Natural gas prices will likely lead to higher heating bills this winter
photo by: Mike Yoder
Heating a home in the Lawrence area this winter may be more costly than originally expected.
Black Hills Energy, which is one of two providers of natural gas to local consumers, originally expected the costs to remain flat this winter, according to an October news release.
But in November, colder-than-expected temperatures have led to increased gas consumption across the country, depleting stored inventory of the natural resource.
Monique Pope, a spokeswoman for Black Hills Energy, said Tuesday that a natural gas analyst for the company expected the prices to rise, settling between $4 to $5 per million British thermal units, or BTUs, the unit used for natural gas. Comparatively, gas prices were set at $2.70 in December 2017 and $3 in November 2018.
Pope said the analyst stressed that the December cost was not final and could change. Additionally, gas prices for January, February and March are not yet established.
The cost of gas will depend on the number of cold days that have consumers turning up the heat in their homes, Pope said.
“It’s all about the weather,” Pope said. “Mother Nature really calls all the shots.”
Atmos Energy, another energy provider for Lawrence consumers, did not provide an estimated price for December.

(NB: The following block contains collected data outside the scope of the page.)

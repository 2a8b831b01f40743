use anyhow::{anyhow, Result};
use reqwest::{
    header::{HeaderMap, HeaderValue, AUTHORIZATION, CONTENT_TYPE},
    Client, Method,
};
use serde::de::DeserializeOwned;
use serde_json::Value;
use tracing::{debug, error};

use shared_config::AppConfig;

/// Thin client over the hosted PostgREST store. One instance per service,
/// built from the injected config; all requests use the service key.
#[derive(Clone)]
pub struct SupabaseClient {
    client: Client,
    base_url: String,
    service_key: String,
}

impl SupabaseClient {
    pub fn new(config: &AppConfig) -> Self {
        Self {
            client: Client::new(),
            base_url: config.supabase_url.clone(),
            service_key: config.supabase_service_key.clone(),
        }
    }

    fn get_headers(&self) -> HeaderMap {
        let mut headers = HeaderMap::new();

        if let Ok(key) = HeaderValue::from_str(&self.service_key) {
            headers.insert("apikey", key);
        }
        if let Ok(bearer) = HeaderValue::from_str(&format!("Bearer {}", self.service_key)) {
            headers.insert(AUTHORIZATION, bearer);
        }
        headers.insert(CONTENT_TYPE, HeaderValue::from_static("application/json"));

        headers
    }

    pub async fn request<T>(&self, method: Method, path: &str, body: Option<Value>) -> Result<T>
    where
        T: DeserializeOwned,
    {
        self.request_with_headers(method, path, body, None).await
    }

    pub async fn request_with_headers<T>(
        &self,
        method: Method,
        path: &str,
        body: Option<Value>,
        extra_headers: Option<HeaderMap>,
    ) -> Result<T>
    where
        T: DeserializeOwned,
    {
        let url = format!("{}{}", self.base_url, path);
        debug!("Making request to {}", url);

        let mut headers = self.get_headers();
        if let Some(extra) = extra_headers {
            headers.extend(extra);
        }

        let mut req = self.client.request(method, &url).headers(headers);

        if let Some(body_data) = body {
            req = req.json(&body_data);
        }

        let response = req.send().await?;

        let status = response.status();
        if !status.is_success() {
            let error_text = response.text().await?;
            error!("Store error ({}): {}", status, error_text);

            return Err(match status.as_u16() {
                401 | 403 => anyhow!("Store authentication error: {}", error_text),
                404 => anyhow!("Resource not found: {}", error_text),
                _ => anyhow!("Store error ({}): {}", status, error_text),
            });
        }

        let data = response.json::<T>().await?;
        Ok(data)
    }

    /// Fetch rows from a table with a raw PostgREST query string
    /// (exact-match filters, e.g. `email=eq.a%40x.com`).
    pub async fn select(&self, table: &str, query: &str) -> Result<Vec<Value>> {
        let path = if query.is_empty() {
            format!("/rest/v1/{}", table)
        } else {
            format!("/rest/v1/{}?{}", table, query)
        };
        self.request(Method::GET, &path, None).await
    }

    /// Insert a row and return its stored representation.
    pub async fn insert(&self, table: &str, row: Value) -> Result<Vec<Value>> {
        let mut headers = HeaderMap::new();
        headers.insert("Prefer", HeaderValue::from_static("return=representation"));

        let path = format!("/rest/v1/{}", table);
        self.request_with_headers(Method::POST, &path, Some(row), Some(headers))
            .await
    }

    /// Conditional insert keyed on a unique column set. The store resolves
    /// duplicates atomically; an empty result means the row already existed
    /// and nothing was written.
    pub async fn insert_unique(
        &self,
        table: &str,
        on_conflict: &str,
        row: Value,
    ) -> Result<Option<Value>> {
        let mut headers = HeaderMap::new();
        headers.insert(
            "Prefer",
            HeaderValue::from_static("return=representation,resolution=ignore-duplicates"),
        );

        let path = format!("/rest/v1/{}?on_conflict={}", table, on_conflict);
        let result: Vec<Value> = self
            .request_with_headers(Method::POST, &path, Some(row), Some(headers))
            .await?;

        Ok(result.into_iter().next())
    }

    /// Insert-or-update keyed on a unique column set, returning the stored row.
    pub async fn upsert(&self, table: &str, on_conflict: &str, row: Value) -> Result<Vec<Value>> {
        let mut headers = HeaderMap::new();
        headers.insert(
            "Prefer",
            HeaderValue::from_static("return=representation,resolution=merge-duplicates"),
        );

        let path = format!("/rest/v1/{}?on_conflict={}", table, on_conflict);
        self.request_with_headers(Method::POST, &path, Some(row), Some(headers))
            .await
    }

    /// Patch rows matching a filter, returning the updated rows.
    pub async fn update(&self, table: &str, query: &str, patch: Value) -> Result<Vec<Value>> {
        let mut headers = HeaderMap::new();
        headers.insert("Prefer", HeaderValue::from_static("return=representation"));

        let path = format!("/rest/v1/{}?{}", table, query);
        self.request_with_headers(Method::PATCH, &path, Some(patch), Some(headers))
            .await
    }

    /// Delete rows matching a filter, returning the deleted rows.
    pub async fn delete(&self, table: &str, query: &str) -> Result<Vec<Value>> {
        let mut headers = HeaderMap::new();
        headers.insert("Prefer", HeaderValue::from_static("return=representation"));

        let path = format!("/rest/v1/{}?{}", table, query);
        self.request_with_headers(Method::DELETE, &path, None, Some(headers))
            .await
    }
}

Aaron Bishop, a spokesman for the company, did acknowledge that prices will be higher than in previous years.
“The latest weather forecasts are predicting colder than normal temperatures, which means natural gas consumption among our customers will naturally rise,” Bishop said. “When you factor in the latest uptick of natural gas prices on the market along with colder than normal weather across the nation, our customers can expect bills to be higher this winter.”

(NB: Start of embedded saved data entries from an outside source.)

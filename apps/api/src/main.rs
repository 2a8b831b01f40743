use std::net::SocketAddr;
use std::sync::Arc;

use dotenv::dotenv;
use tokio::net::TcpListener;
use tower_http::cors::{Any, CorsLayer};
use tower_http::trace::{self, TraceLayer};
use tracing::{info, Level};
use tracing_subscriber::{layer::SubscriberExt, util::SubscriberInitExt};

mod router;

use shared_config::AppConfig;

#[tokio::main]
async fn main() {
    // Loading Env Vars
    dotenv().ok();

    // Initialize tracing
    tracing_subscriber::registry()
        .with(tracing_subscriber::EnvFilter::new(
            std::env::var("RUST_LOG").unwrap_or_else(|_| "info,tower_http=debug".into()),
        ))
        .with(tracing_subscriber::fmt::layer())
        .init();

    info!("Starting Doctors Portal API server");

    // Load configuration
    let config = AppConfig::from_env();

    // Set up CORS
    let cors = CorsLayer::new()
        .allow_origin(Any)
        .allow_methods(Any)
        .allow_headers(Any);

    // Create shared state
    let state = Arc::new(config);

    // Build the application router
    let app = router::create_router(state)
        .layer(
            TraceLayer::new_for_http()
                .make_span_with(trace::DefaultMakeSpan::new().level(Level::INFO))
                .on_response(trace::DefaultOnResponse::new().level(Level::INFO)),
        )
        .layer(cors);

    // Run the server
    let port = std::env::var("PORT")
        .ok()
        .and_then(|p| p.parse().ok())
        .unwrap_or(5000);
    let addr = SocketAddr::from(([0, 0, 0, 0], port));
    info!("Listening on {}", addr);

    let listener = TcpListener::bind(addr).await.unwrap();
    axum::serve(listener, app).await.unwrap();
}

Alex Breitinger, business director for Paragon Investments based in Silver Lake, said natural gas prices have increased recently because of simple supply and demand. The price of natural gas has been relatively cheap in recent years because companies have been stockpiling more gas than consumers used.
But this year, it has reversed. He said the national average price of natural gas was trading at $4.74 on Wednesday.
“We had been riding high on lots of natural gas and cheap prices for some time, but then suddenly we got hit with this cold spell early on in the season,” he said. “It took us from being in a relative abundance of natural gas to suddenly being concerned about national supplies.”
Additionally, both Pope and Breitinger said colder temperatures in March and April forced consumers to use natural gas more frequently than normal, which also depleted the national inventory. April is typically the time of the year when companies begin stockpiling inventory, but the prolonged cold in early 2018 made that difficult.
Breitinger said there is not really a concern that the U.S. will run out of natural gas completely, but companies are now forced to pay attention to the issue.
“If we suddenly got forecasts for warm weather, that certainly could send the market tumbling the other way,” he said. “We haven’t done permanent damage to the supplies yet. So if we take the pressure off, that market could move back in the other direction.”
While the cost of natural gas is increasing, it is still much more affordable for consumers than it was a decade ago before the use of fracking, Breitinger said.
Hydraulic fracturing, or fracking, is a controversial method of injecting pressurized liquid into the earth to break up stone to release natural gas and oil. Opponents of the practice say it causes earthquakes.
Fracking has dropped natural gas prices from about an average of $8 down to $3, Breitinger said. In 2005, prior to using fracking, companies were worried they wouldn’t be able to find new ways to obtain natural gas, and it was trading at more than $15.
While natural gas is much cheaper than it used to be, its current cost is relatively high.
“We are, I would say in recent history, at extremely high prices right now,” Breitinger said.
Breitinger also sees the prices dropping again in the future. On the futures market, where companies purchase commodities now expecting to receive them later, natural gas is trading at lower rates. Gas for next winter is currently trading at $3 and for May at $2.80, he said.
“It’s this winter that we have the shortage,” he said. “We are not expecting a drastic change in the overall picture of natural gas supply and demand in the long term.”
Consumers can counteract the increasing costs by reducing the amount of energy they use. Black Hills Energy offers four tips on how to keep a comfortable home while using less energy:
• Adjust the in-home humidity level. A well-humidified house at 68 degrees is as comfortable as a dry house at 75 degrees.
• Make sure the fireplace damper, which seals off a fireplace, closes tightly when it’s not in use. Closing the damper could save 8 percent of a home’s heat.
• Use kitchen, bath and other ventilating fans only as needed. In one hour, these fans can blow away warm air in a house.
• Have a professional inspect the furnace annually. A professional can keep the furnace operating efficiently, as well as spot and correct any potential safety concerns.